Created 01-30-2016 07:48 AM
I have a cluster that has been running pretty smoothly for over a month now that is rather large. I had just fixed an issue with a few DataNodes and was left with the web interface saying that 5 hosts were in maintenance mode when they were not. I tried turning mm on/off but it didn't help so I finally tried a sudo ambari-server restart
Afterwards, I tried to login again and the web interface wouldn't load. Waited a few minutes, still nada.
Looking at today's entries in /var/log/ambari-server/ambari-server.log had errors regarding the metric server but nothing that seemed relevant. The network settings are all the same and haven't changed, I am not sure what went wrong? Any ideas of what logs I should read or what I should try?
EDIT:
Thanks for the fast replies!!
I have attached the info requested as files so this post doesn't extend down a mile.

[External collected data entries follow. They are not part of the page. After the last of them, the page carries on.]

//! Shared utility functions for tag expansion.

/// Escape the characters that can break out of an HTML attribute value.
///
/// Only `&`, `<`, `>` and `"` are replaced. Single quotes are left alone
/// because every attribute this crate emits is double-quoted.
///
/// # Examples
///
/// ```
/// use tagdown_renderer::escape_html;
///
/// assert_eq!(escape_html(r#""><b>"#), "&quot;&gt;&lt;b&gt;");
/// assert_eq!(escape_html("#ff0000"), "#ff0000");
/// ```
#[must_use]
pub fn escape_html(s: &str) -> String {
    let mut result = String::with_capacity(s.len());
    for c in s.chars() {
        match c {
            '&' => result.push_str("&amp;"),
            '<' => result.push_str("&lt;"),
            '>' => result.push_str("&gt;"),
            '"' => result.push_str("&quot;"),
            _ => result.push(c),
        }
    }
    result
}
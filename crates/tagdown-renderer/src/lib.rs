//! Markdown renderer with custom tag expansion.
//!
//! This crate wraps a Markdown engine with a small bracketed tag language:
//!
//! | Tag | Output |
//! |---|---|
//! | `[video src="URL"]` | responsive YouTube or Vimeo iframe |
//! | `[color=NAME]...[/color]` | `<span style="color:...;">` |
//! | `[rtl]...[/rtl]` | `<div class="rtl">` around rendered content |
//! | `[ltr]...[/ltr]` | `<div class="ltr">` around rendered content |
//! | `[mono]...[/mono]` | `<div class="mono">` around rendered content |
//!
//! # Architecture
//!
//! [`TagRenderer::render`] splits the document with [`split_code_regions`]
//! so fenced code blocks and `<pre>` regions are never touched, runs the
//! [`TagPipeline`](tags::TagPipeline) over the remaining text, then hands the
//! result to a [`MarkdownEngine`] ([`PulldownEngine`] by default).
//!
//! Container tags re-enter the full render for their content, bounded by a
//! configurable nesting depth.
//!
//! # Example
//!
//! ```
//! use tagdown_renderer::{RendererConfig, TagRenderer};
//!
//! let renderer = TagRenderer::new(&RendererConfig::default());
//! let html = renderer.render("[color=red]hi[/color]\n\n```\n[color=red]no[/color]\n```").unwrap();
//!
//! assert!(html.contains(r#"<span style="color:red;">hi</span>"#));
//! assert!(html.contains("<code>[color=red]no[/color]\n</code>"));
//! ```

mod color;
mod engine;
mod error;
mod renderer;
mod splitter;
mod style;
pub mod tags;
mod util;

pub use color::ColorResolver;
pub use engine::{MarkdownEngine, PulldownEngine};
pub use error::RenderError;
pub use renderer::{DEFAULT_MAX_DEPTH, DEFAULT_MONOSPACE_FONT, RendererConfig, TagRenderer};
pub use splitter::{Segment, split_code_regions};
pub use style::style_block;
pub use util::escape_html;
//! JSON output writer.

use std::fs::File;
use std::io::Write;
use std::path::Path;

use serde::Serialize;

use crate::error::Result;

/// Writes records to a JSON file as a pretty-printed array.
///
/// Works for message rows as well as reply records. Absent values are
/// written as `null`; no key is ever omitted.
///
/// # Format
/// ```json
/// [
///   {"msg_id": "m1", "text": "Hello", "attachments": null, "user": "U1", ...},
///   {"msg_id": null, "text": "Hi", "attachments": null, "user": "U2", ...}
/// ]
/// ```
pub fn write_json<T: Serialize>(records: &[T], output_path: impl AsRef<Path>) -> Result<()> {
    let json = to_json(records)?;
    let mut file = File::create(output_path)?;
    file.write_all(json.as_bytes())?;
    Ok(())
}

/// Same as [`write_json`], returned as a string.
pub fn to_json<T: Serialize>(records: &[T]) -> Result<String> {
    Ok(serde_json::to_string_pretty(records)?)
}
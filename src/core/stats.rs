//! Per-user activity statistics.
//!
//! # Example
//!
//! ```
//! use chatstats::core::stats::{ActivityStats, top_n};
//! use chatstats::core::models::MessageTable;
//! use chatstats::MessageRow;
//!
//! let table = MessageTable::from_rows(vec![
//!     MessageRow::new("U1", "hi", "1"),
//!     MessageRow::new("U2", "hey", "2"),
//!     MessageRow::new("U1", "how are you", "3"),
//! ]);
//!
//! let stats = ActivityStats::from_table(&table);
//! assert_eq!(top_n(&stats.messages, 1), vec![("U1".to_string(), 2)]);
//! ```

use std::collections::{BTreeMap, HashSet};
use std::sync::LazyLock;

use regex::Regex;
use serde::Serialize;

use crate::core::models::MessageTable;
use crate::core::summary::MessageSummary;

/// Counts keyed by user id, ordered by id.
pub type UserCounts = BTreeMap<String, usize>;

static MENTION_RE: LazyLock<Regex> =
    LazyLock::new(|| Regex::new(r"@U\w+").expect("mention pattern is valid"));

/// Per-user counters over one message table.
#[derive(Debug, Clone, Default, PartialEq, Eq, Serialize)]
pub struct ActivityStats {
    /// Messages written, by author. Rows with a `null` author are not counted.
    pub messages: UserCounts,
    /// Thread replies written, by replying user (from thread roots' `replies`)
    pub replies: UserCounts,
    /// Times mentioned, by mentioned user
    pub mentions: UserCounts,
    /// Links posted, by author (users without links count 0)
    pub links: UserCounts,
}

impl ActivityStats {
    pub fn from_table(table: &MessageTable) -> Self {
        let mut stats = Self::default();

        for row in table {
            if let Some(author) = row.user() {
                *stats.messages.entry(author.to_string()).or_default() += 1;
                *stats.links.entry(author.to_string()).or_default() += row.link_count;
            }

            for user in row.reply_users() {
                *stats.replies.entry(user.to_string()).or_default() += 1;
            }
            for user in row.mentions.iter().flatten() {
                *stats.mentions.entry(user.clone()).or_default() += 1;
            }
        }

        stats
    }

    /// Total messages counted.
    pub fn total_messages(&self) -> usize {
        self.messages.values().sum()
    }
}

/// The `n` largest counts, descending; ties broken by key.
pub fn top_n(counts: &UserCounts, n: usize) -> Vec<(String, usize)> {
    let mut ranked: Vec<(String, usize)> = counts.iter().map(|(k, v)| (k.clone(), *v)).collect();
    ranked.sort_by(|a, b| b.1.cmp(&a.1).then_with(|| a.0.cmp(&b.0)));
    ranked.truncate(n);
    ranked
}

/// Numeric column of [`MessageSummary`] to aggregate.
#[derive(Debug, Clone, Copy, PartialEq, Eq)]
pub enum SummaryMetric {
    ReplyCount,
    ReplyUsersCount,
}

impl SummaryMetric {
    fn value(self, summary: &MessageSummary) -> u64 {
        match self {
            SummaryMetric::ReplyCount => summary.reply_count,
            SummaryMetric::ReplyUsersCount => summary.reply_users_count,
        }
    }
}

/// Sum of `metric` per sender, descending.
pub fn sum_by_user(summaries: &[MessageSummary], metric: SummaryMetric) -> Vec<(String, u64)> {
    let mut sums: BTreeMap<&str, u64> = BTreeMap::new();
    for s in summaries {
        *sums.entry(s.user.as_str()).or_default() += metric.value(s);
    }

    let mut ranked: Vec<(String, u64)> = sums.into_iter().map(|(k, v)| (k.to_string(), v)).collect();
    ranked.sort_by(|a, b| b.1.cmp(&a.1).then_with(|| a.0.cmp(&b.0)));
    ranked
}

/// Mean of `metric` per sender, descending.
pub fn mean_by_user(summaries: &[MessageSummary], metric: SummaryMetric) -> Vec<(String, f64)> {
    let mut acc: BTreeMap<&str, (u64, u64)> = BTreeMap::new();
    for s in summaries {
        let entry = acc.entry(s.user.as_str()).or_default();
        entry.0 += metric.value(s);
        entry.1 += 1;
    }

    let mut ranked: Vec<(String, f64)> = acc
        .into_iter()
        .map(|(user, (total, n))| (user.to_string(), total as f64 / n as f64))
        .collect();
    ranked.sort_by(|a, b| b.1.total_cmp(&a.1).then_with(|| a.0.cmp(&b.0)));
    ranked
}

/// Distinct `@U...` user tags appearing in message texts, first-seen order.
pub fn tagged_users<'a, I>(texts: I) -> Vec<String>
where
    I: IntoIterator<Item = &'a str>,
{
    let mut seen = HashSet::new();
    let mut tagged = Vec::new();

    for text in texts {
        for m in MENTION_RE.find_iter(text) {
            if seen.insert(m.as_str()) {
                tagged.push(m.as_str().to_string());
            }
        }
    }

    tagged
}
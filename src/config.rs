//! Configuration types for extraction and channel reading.
//!
//! # Example
//!
//! ```rust
//! use chatstats::config::{ChannelConfig, ExtractConfig};
//!
//! let config = ChannelConfig::new()
//!     .with_extension("json")
//!     .with_extract(ExtractConfig::new().with_skip_incomplete(true));
//!
//! assert!(config.accepts("2024-01-15.json".as_ref()));
//! assert!(!config.accepts("notes.txt".as_ref()));
//! ```

use std::path::Path;

use serde::{Deserialize, Serialize};

/// Configuration for turning raw messages into rows.
///
/// By default a content message without `text`, `user` or `ts` fails the
/// whole batch. With `skip_incomplete` such messages are dropped with a
/// warning instead.
#[derive(Debug, Clone, Default, PartialEq, Eq, Serialize, Deserialize)]
pub struct ExtractConfig {
    /// Skip messages lacking a required field instead of failing (default: false)
    pub skip_incomplete: bool,
}

impl ExtractConfig {
    pub fn new() -> Self {
        Self::default()
    }

    /// Creates a configuration that skips incomplete messages.
    pub fn lenient() -> Self {
        Self {
            skip_incomplete: true,
        }
    }

    #[must_use]
    pub fn with_skip_incomplete(mut self, skip: bool) -> Self {
        self.skip_incomplete = skip;
        self
    }
}

/// Configuration for reading a channel directory.
#[derive(Debug, Clone, Default, PartialEq, Eq, Serialize, Deserialize)]
pub struct ChannelConfig {
    /// Only read files with this extension (default: every regular file)
    pub extension: Option<String>,

    /// How each file's messages are extracted
    pub extract: ExtractConfig,
}

impl ChannelConfig {
    pub fn new() -> Self {
        Self::default()
    }

    /// Restricts reading to files with the given extension (without dot).
    #[must_use]
    pub fn with_extension(mut self, ext: impl Into<String>) -> Self {
        self.extension = Some(ext.into().trim_start_matches('.').to_string());
        self
    }

    #[must_use]
    pub fn with_extract(mut self, extract: ExtractConfig) -> Self {
        self.extract = extract;
        self
    }

    /// Returns `true` if a file at `path` should be read.
    pub fn accepts(&self, path: &Path) -> bool {
        match &self.extension {
            None => true,
            Some(wanted) => path
                .extension()
                .and_then(|ext| ext.to_str())
                .is_some_and(|ext| ext.eq_ignore_ascii_case(wanted)),
        }
    }
}
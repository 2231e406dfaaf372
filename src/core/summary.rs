//! Thread-level summary projection.
//!
//! A narrower view than [`MessageRow`](crate::MessageRow): just the columns
//! needed to compare thread activity between senders. Every column is
//! required, so this is meant for thread roots.

use serde::Serialize;
use serde_json::Value;

use crate::core::models::ReplyRecord;
use crate::error::{ChatstatsError, Result};
use crate::extractor::replies_from_message;
use crate::parsing::RawMessage;

/// The selected columns of a thread root.
#[derive(Debug, Clone, PartialEq, Eq, Serialize)]
pub struct MessageSummary {
    pub client_msg_id: String,
    #[serde(rename = "type")]
    pub msg_type: String,
    pub text: String,
    pub user: String,
    pub ts: String,
    pub team: String,
    pub thread_ts: String,
    pub reply_count: u64,
    pub reply_users_count: u64,
}

/// Projects a message onto [`MessageSummary`] and lifts out its replies.
///
/// # Errors
///
/// Returns [`ChatstatsError::MissingField`] for the first absent column and
/// [`ChatstatsError::InvalidFormat`] for a column of the wrong type
/// (including `null`).
pub fn summarize_message(
    msg: &RawMessage,
    index: usize,
) -> Result<(MessageSummary, Vec<ReplyRecord>)> {
    let text = |value: &Option<Value>, field| string_column(value.as_ref(), field, index);
    let count = |value: &Option<Value>, field| count_column(value.as_ref(), field, index);

    let summary = MessageSummary {
        client_msg_id: text(&msg.client_msg_id, "client_msg_id")?,
        msg_type: text(&msg.msg_type, "type")?,
        text: text(&msg.text, "text")?,
        user: text(&msg.user, "user")?,
        ts: text(&msg.ts, "ts")?,
        team: text(&msg.team, "team")?,
        thread_ts: text(&msg.thread_ts, "thread_ts")?,
        reply_count: count(&msg.reply_count, "reply_count")?,
        reply_users_count: count(&msg.reply_users_count, "reply_users_count")?,
    };

    Ok((summary, replies_from_message(msg)))
}

fn string_column(value: Option<&Value>, field: &'static str, index: usize) -> Result<String> {
    match value {
        None => Err(ChatstatsError::missing_field(field, index)),
        Some(Value::String(s)) => Ok(s.clone()),
        Some(other) => Err(wrong_type(field, index, "a string", other)),
    }
}

fn count_column(value: Option<&Value>, field: &'static str, index: usize) -> Result<u64> {
    match value {
        None => Err(ChatstatsError::missing_field(field, index)),
        Some(v) => v.as_u64().ok_or_else(|| wrong_type(field, index, "a count", v)),
    }
}

fn wrong_type(field: &str, index: usize, expected: &str, found: &Value) -> ChatstatsError {
    ChatstatsError::invalid_format(
        "thread summary",
        format!("message #{index}: '{field}' should be {expected}, found {found}"),
    )
}

/// Summarizes every thread root of a batch, skipping system events.
///
/// Returns the summaries and all reply records, both in input order.
pub fn summarize_threads(messages: &[RawMessage]) -> Result<(Vec<MessageSummary>, Vec<ReplyRecord>)> {
    let mut summaries = Vec::new();
    let mut replies = Vec::new();

    for (index, msg) in messages.iter().enumerate() {
        if msg.is_system_event() || !msg.is_thread_root() {
            continue;
        }
        let (summary, mut records) = summarize_message(msg, index)?;
        summaries.push(summary);
        replies.append(&mut records);
    }

    Ok((summaries, replies))
}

It looks like the ambari service is not listening on port 8080.
EDIT2:
I ended up rolling back the ambari server vm to an earlier checkpoint and luckily there weren't too many errors to deal with. I will update again if the issue comes back.
Created 01-30-2016 08:37 AM
Could you also restart the ambari agents of your cluster. It'd be good to have some of the errors that you saw in the ambari-server log, could you post some of the log or upload the log file?

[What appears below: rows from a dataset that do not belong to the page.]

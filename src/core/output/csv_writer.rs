//! CSV output writer.

use std::fs::File;
use std::io::Write;
use std::path::Path;

use serde_json::Value;

use crate::MessageRow;
use crate::core::models::{MessageTable, OutputConfig, ReplyRecord};
use crate::error::{ChatstatsError, Result};

/// Writes a message table to CSV.
///
/// # Format
/// - Delimiter: `config.delimiter` (`;` by default)
/// - Header: every column of [`MessageRow::COLUMNS`], in order
/// - Absent values: empty cells
/// - `mentions`, `emojis`, `links`: joined with `config.list_separator`
/// - `attachments`, `reactions`, `replies`: compact JSON
pub fn write_csv(table: &MessageTable, output_path: impl AsRef<Path>, config: &OutputConfig) -> Result<()> {
    let file = File::create(output_path)?;
    write_rows(table, file, config)
}

/// Same as [`write_csv`], returned as a string.
pub fn to_csv(table: &MessageTable, config: &OutputConfig) -> Result<String> {
    let mut buf = Vec::new();
    write_rows(table, &mut buf, config)?;
    String::from_utf8(buf).map_err(ChatstatsError::from)
}

fn write_rows<W: Write>(table: &MessageTable, out: W, config: &OutputConfig) -> Result<()> {
    let mut writer = csv::WriterBuilder::new()
        .delimiter(config.delimiter)
        .from_writer(out);

    writer.write_record(MessageRow::COLUMNS)?;
    for row in table {
        writer.write_record(build_record(row, config))?;
    }

    writer.flush()?;
    Ok(())
}

fn build_record(row: &MessageRow, config: &OutputConfig) -> [String; 12] {
    let list = |cell: &Option<Vec<String>>| {
        cell.as_ref()
            .map(|items| items.join(&config.list_separator))
            .unwrap_or_default()
    };

    [
        row.msg_id.clone().unwrap_or_default(),
        row.text.clone().unwrap_or_default(),
        json_cell(row.attachments.as_ref()),
        row.user.clone().unwrap_or_default(),
        list(&row.mentions),
        list(&row.emojis),
        json_cell(row.reactions.as_ref()),
        json_cell(row.replies.as_ref()),
        row.replies_to.clone().unwrap_or_default(),
        row.ts.clone().unwrap_or_default(),
        list(&row.links),
        row.link_count.to_string(),
    ]
}

fn json_cell(value: Option<&Value>) -> String {
    match value {
        None | Some(Value::Null) => String::new(),
        Some(Value::String(s)) => s.clone(),
        Some(other) => other.to_string(),
    }
}

/// Writes reply records to CSV.
///
/// The header is `thread_ts`, `message_id`, then every other key seen in the
/// records in first-seen order; a record lacking a key gets an empty cell.
pub fn write_replies_csv(
    replies: &[ReplyRecord],
    output_path: impl AsRef<Path>,
    config: &OutputConfig,
) -> Result<()> {
    let file = File::create(output_path)?;
    write_reply_rows(replies, file, config)
}

/// Same as [`write_replies_csv`], returned as a string.
pub fn replies_to_csv(replies: &[ReplyRecord], config: &OutputConfig) -> Result<String> {
    let mut buf = Vec::new();
    write_reply_rows(replies, &mut buf, config)?;
    String::from_utf8(buf).map_err(ChatstatsError::from)
}

fn write_reply_rows<W: Write>(replies: &[ReplyRecord], out: W, config: &OutputConfig) -> Result<()> {
    let mut extra: Vec<&str> = Vec::new();
    for record in replies {
        for key in record.fields.keys() {
            if !extra.contains(&key.as_str()) {
                extra.push(key);
            }
        }
    }

    let mut writer = csv::WriterBuilder::new()
        .delimiter(config.delimiter)
        .from_writer(out);

    let mut header = vec!["thread_ts", "message_id"];
    header.extend(&extra);
    writer.write_record(&header)?;

    for record in replies {
        let mut cells = vec![record.thread_ts.clone(), record.message_id.clone()];
        cells.extend(extra.iter().map(|key| json_cell(record.fields.get(*key))));
        writer.write_record(&cells)?;
    }

    writer.flush()?;
    Ok(())
}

After you restarted the ambari server, did it show up in the process (ps -aux | grep ambari-server), also make sure you see the ambari process listening on port 8080 (netstat -anop)

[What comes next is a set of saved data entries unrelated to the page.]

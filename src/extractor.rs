//! Message extraction: raw export records in, flat [`MessageRow`]s out.
//!
//! # Example
//!
//! ```rust
//! use chatstats::extractor::extract;
//! use chatstats::parsing::parse_batch_str;
//!
//! # fn main() -> chatstats::Result<()> {
//! let batch = parse_batch_str(r#"[
//!     {"text": "hi", "user": "U1", "ts": "100", "client_msg_id": "m1"},
//!     {"subtype": "channel_join", "user": "U2", "text": "joined", "ts": "101"}
//! ]"#)?;
//!
//! let table = extract(&batch)?;
//! assert_eq!(table.len(), 1);
//! assert_eq!(table.rows()[0].msg_id.as_deref(), Some("m1"));
//! # Ok(())
//! # }
//! ```
//!
//! Reading a whole channel directory:
//!
//! ```rust,no_run
//! use chatstats::extractor::read_channel;
//!
//! let table = read_channel("export/general".as_ref())?;
//! println!("{} messages", table.len());
//! # Ok::<(), chatstats::ChatstatsError>(())
//! ```

use std::fs;
use std::path::{Path, PathBuf};

use serde_json::Value;
use tracing::{debug, info, warn};

use crate::MessageRow;
use crate::config::{ChannelConfig, ExtractConfig};
use crate::core::models::{MessageTable, ReplyRecord};
use crate::core::summary::{MessageSummary, summarize_threads};
use crate::error::{ChatstatsError, Result};
use crate::parsing::{RawMessage, collect_annotations, parse_batch_str};

/// Extracts one row per content message, in input order.
///
/// Messages with a `subtype` are skipped. A content message without a
/// `text`, `user` or `ts` key fails the whole batch; see
/// [`extract_with_config`] to skip such messages instead. A key that is
/// present with a `null` value gives a `None` cell.
pub fn extract(messages: &[RawMessage]) -> Result<MessageTable> {
    extract_with_config(messages, &ExtractConfig::default())
}

/// Like [`extract`], with control over incomplete messages.
pub fn extract_with_config(messages: &[RawMessage], config: &ExtractConfig) -> Result<MessageTable> {
    let mut table = MessageTable::new();

    for (index, msg) in messages.iter().enumerate() {
        match extract_row(msg, index) {
            Ok(Some(row)) => table.push(row),
            Ok(None) => {}
            Err(ChatstatsError::MissingField { field, .. }) if config.skip_incomplete => {
                warn!(index, field, "skipping message without required field");
            }
            Err(e) => return Err(e),
        }
    }

    Ok(table)
}

/// Flattens a single message. Returns `Ok(None)` for system events.
///
/// `index` is only used to locate the message in error reports.
pub fn extract_row(msg: &RawMessage, index: usize) -> Result<Option<MessageRow>> {
    if let Some(subtype) = &msg.subtype {
        debug!(index, %subtype, "skipping system event");
        return Ok(None);
    }

    let text = required(msg.text.as_ref(), "text", index)?;
    let user = required(msg.user.as_ref(), "user", index)?;
    let ts = required(msg.ts.as_ref(), "ts", index)?;

    let mut row = MessageRow::from_cells(user, text, ts);
    row.msg_id = msg.client_msg_id.as_ref().and_then(cell);
    row.reactions = non_null(msg.reactions.as_ref());

    if msg.is_reply() {
        row = row.as_reply();
    }
    if msg.is_thread_root() {
        row.replies = non_null(msg.replies.as_ref());
    }

    if let Some(blocks) = &msg.blocks {
        let found = collect_annotations(blocks, index)?;
        row = row.with_annotations(found.mentions, found.emojis, found.links);
    }

    Ok(Some(row))
}

/// Only an absent key is missing; a `null` value is an empty cell.
fn required(value: Option<&Value>, field: &'static str, index: usize) -> Result<Option<String>> {
    value
        .map(cell)
        .ok_or_else(|| ChatstatsError::missing_field(field, index))
}

/// Text of a scalar cell. Non-string values keep their JSON spelling.
fn cell(value: &Value) -> Option<String> {
    match value {
        Value::Null => None,
        Value::String(s) => Some(s.clone()),
        other => Some(other.to_string()),
    }
}

fn non_null(value: Option<&Value>) -> Option<Value> {
    value.filter(|v| !v.is_null()).cloned()
}

/// Lifts the replies of a thread root out into standalone records.
///
/// Needs both `thread_ts` and `replies`. Each reply entry is stamped with
/// the root's `thread_ts` and `client_msg_id`. Any structural surprise
/// (replies not a list, an entry not an object, no `client_msg_id` on the
/// root) yields an empty list for this message only.
pub fn replies_from_message(msg: &RawMessage) -> Vec<ReplyRecord> {
    let (Some(thread_ts), Some(replies)) = (&msg.thread_ts, &msg.replies) else {
        return Vec::new();
    };

    stamp_replies(thread_ts, replies, msg.client_msg_id()).unwrap_or_else(|| {
        debug!(thread_ts = %thread_ts, "malformed reply structure, no replies extracted");
        Vec::new()
    })
}

fn stamp_replies(
    thread_ts: &Value,
    replies: &Value,
    message_id: Option<&str>,
) -> Option<Vec<ReplyRecord>> {
    let entries = replies.as_array()?;
    if entries.is_empty() {
        return Some(Vec::new());
    }

    let thread_ts = thread_ts.as_str()?;
    let message_id = message_id?;

    entries
        .iter()
        .map(|entry| {
            entry
                .as_object()
                .map(|fields| ReplyRecord::new(thread_ts, message_id, fields.clone()))
        })
        .collect()
}

/// Reply records of every message in a batch, in order.
pub fn extract_replies(messages: &[RawMessage]) -> Vec<ReplyRecord> {
    messages.iter().flat_map(replies_from_message).collect()
}

// =============================================================================
// Channel directories
// =============================================================================

/// The messages of one export file.
#[derive(Debug, Clone)]
pub struct ChannelBatch {
    pub path: PathBuf,
    pub messages: Vec<RawMessage>,
}

impl ChannelBatch {
    /// Extracts this batch, tagging errors with the file path.
    pub fn extract(&self, config: &ExtractConfig) -> Result<MessageTable> {
        extract_with_config(&self.messages, config).map_err(|e| e.with_path(&self.path))
    }

    /// Summarizes this batch's thread roots, tagging errors with the file path.
    pub fn summarize(&self) -> Result<(Vec<MessageSummary>, Vec<ReplyRecord>)> {
        summarize_threads(&self.messages).map_err(|e| match e {
            ChatstatsError::InvalidFormat { format, message } => ChatstatsError::invalid_format(
                format,
                format!("{message} (file: {})", self.path.display()),
            ),
            other => other.with_path(&self.path),
        })
    }
}

/// Reader for channel directories: one directory per channel, one JSON
/// array of messages per file.
///
/// Files are read in file-name order so results are reproducible.
#[derive(Debug, Clone, Default)]
pub struct ChannelReader {
    config: ChannelConfig,
}

impl ChannelReader {
    pub fn new() -> Self {
        Self::default()
    }

    pub fn with_config(config: ChannelConfig) -> Self {
        Self { config }
    }

    pub fn config(&self) -> &ChannelConfig {
        &self.config
    }

    /// Loads every accepted file in `dir` without extracting.
    pub fn load(&self, dir: &Path) -> Result<Vec<ChannelBatch>> {
        let mut paths = Vec::new();
        for entry in fs::read_dir(dir)? {
            let path = entry?.path();
            if path.is_file() && self.config.accepts(&path) {
                paths.push(path);
            }
        }
        paths.sort();

        paths
            .into_iter()
            .map(|path| -> Result<ChannelBatch> {
                let messages = read_channel_file(&path)?;
                debug!(file = %path.display(), messages = messages.len(), "loaded export file");
                Ok(ChannelBatch { path, messages })
            })
            .collect()
    }

    /// Reads and extracts a whole channel into one table.
    pub fn read(&self, dir: &Path) -> Result<MessageTable> {
        let batches = self.load(dir)?;
        let table = self.extract_batches(&batches)?;
        info!(
            channel = %dir.display(),
            files = batches.len(),
            messages = table.len(),
            "Number of messages in channel: {}",
            table.len()
        );
        Ok(table)
    }

    /// Extracts and concatenates already-loaded batches.
    pub fn extract_batches(&self, batches: &[ChannelBatch]) -> Result<MessageTable> {
        let mut table = MessageTable::new();
        for batch in batches {
            table.append(batch.extract(&self.config.extract)?);
        }
        Ok(table)
    }

    /// Extracts a single export file's content.
    pub fn parse_str(&self, content: &str) -> Result<MessageTable> {
        extract_with_config(&parse_batch_str(content)?, &self.config.extract)
    }
}

/// Reads one export file into raw messages.
pub fn read_channel_file(path: &Path) -> Result<Vec<RawMessage>> {
    let content = fs::read_to_string(path)?;
    parse_batch_str(&content).map_err(|e| e.with_path(path))
}

/// Reads every file of a channel directory into one table.
pub fn read_channel(dir: &Path) -> Result<MessageTable> {
    ChannelReader::new().read(dir)
}

/// [`read_channel`] with explicit configuration.
pub fn read_channel_with_config(dir: &Path, config: &ChannelConfig) -> Result<MessageTable> {
    ChannelReader::with_config(config.clone()).read(dir)
}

Created 01-31-2016 02:51 AM
@Kyle Pifer Do you have access to support?
Is it production env?
Ambari Server | Ambari Server host | 8440 | https | Handshake Port for Ambari Agents to Ambari Server |
Created 01-31-2016 02:56 AM
It is non-production in a research lab. Haven't signed up for support yet either.
Created 01-30-2016 11:40 PM
@Kyle Pifer please start ambari server with debug switch and analyze the output. Link
Created 01-31-2016 01:33 AM
I ran:
sudo ambari-server stop
sudo ambari-server start -v -g
But no errors were displayed and the ambari-server.log was the same.
On one of the nodes, I restarted the agent and checked the log and it is indicating:
Failed to connect to AmbariController:8440/ca due to [Errorno 111] Connection refused
Created 01-31-2016 01:41 AM
Turn off firewall and try again. @Kyle Pifer
Created 01-31-2016 01:51 AM
Didnt help =(
Created 01-31-2016 01:57 AM
@Kyle Pifer follow this Guide first and if no results go through this troubleshooting Guide if still no result, open support case and if that's not an option upgrade to the latest Ambari supported by your HDP version as Ambari 2.2 only works with HDP 2.3+
Created 01-31-2016 02:47 AM
Unfortunately it is not a UI issue as the web server doesn't appear to be running as port 8080 never opens to a listening state. I didn't see anything in the troubleshooting guides aside from trying to restart the ambari-server which hasn't helped. Also this was deployed using the latest Ambari 2.2 and the HDP 2.3 stack.
I originally installed the ambari server on a vm so that I could checkpoint it and luckily I had recently taken one and was able to roll back successfully without too many errors.
Created 01-31-2016 02:56 AM
@Kyle Pifer great you had a backup plan but it would've been great knowing the root cause. Cheers.
BTW, please convert your last comment to answer so we could use that as a best answer and close out out the thread.
Created 01-31-2016 03:01 AM
The next time I reboot it I will log better information and see if it reoccurs for better RCA. Thanks for all the help!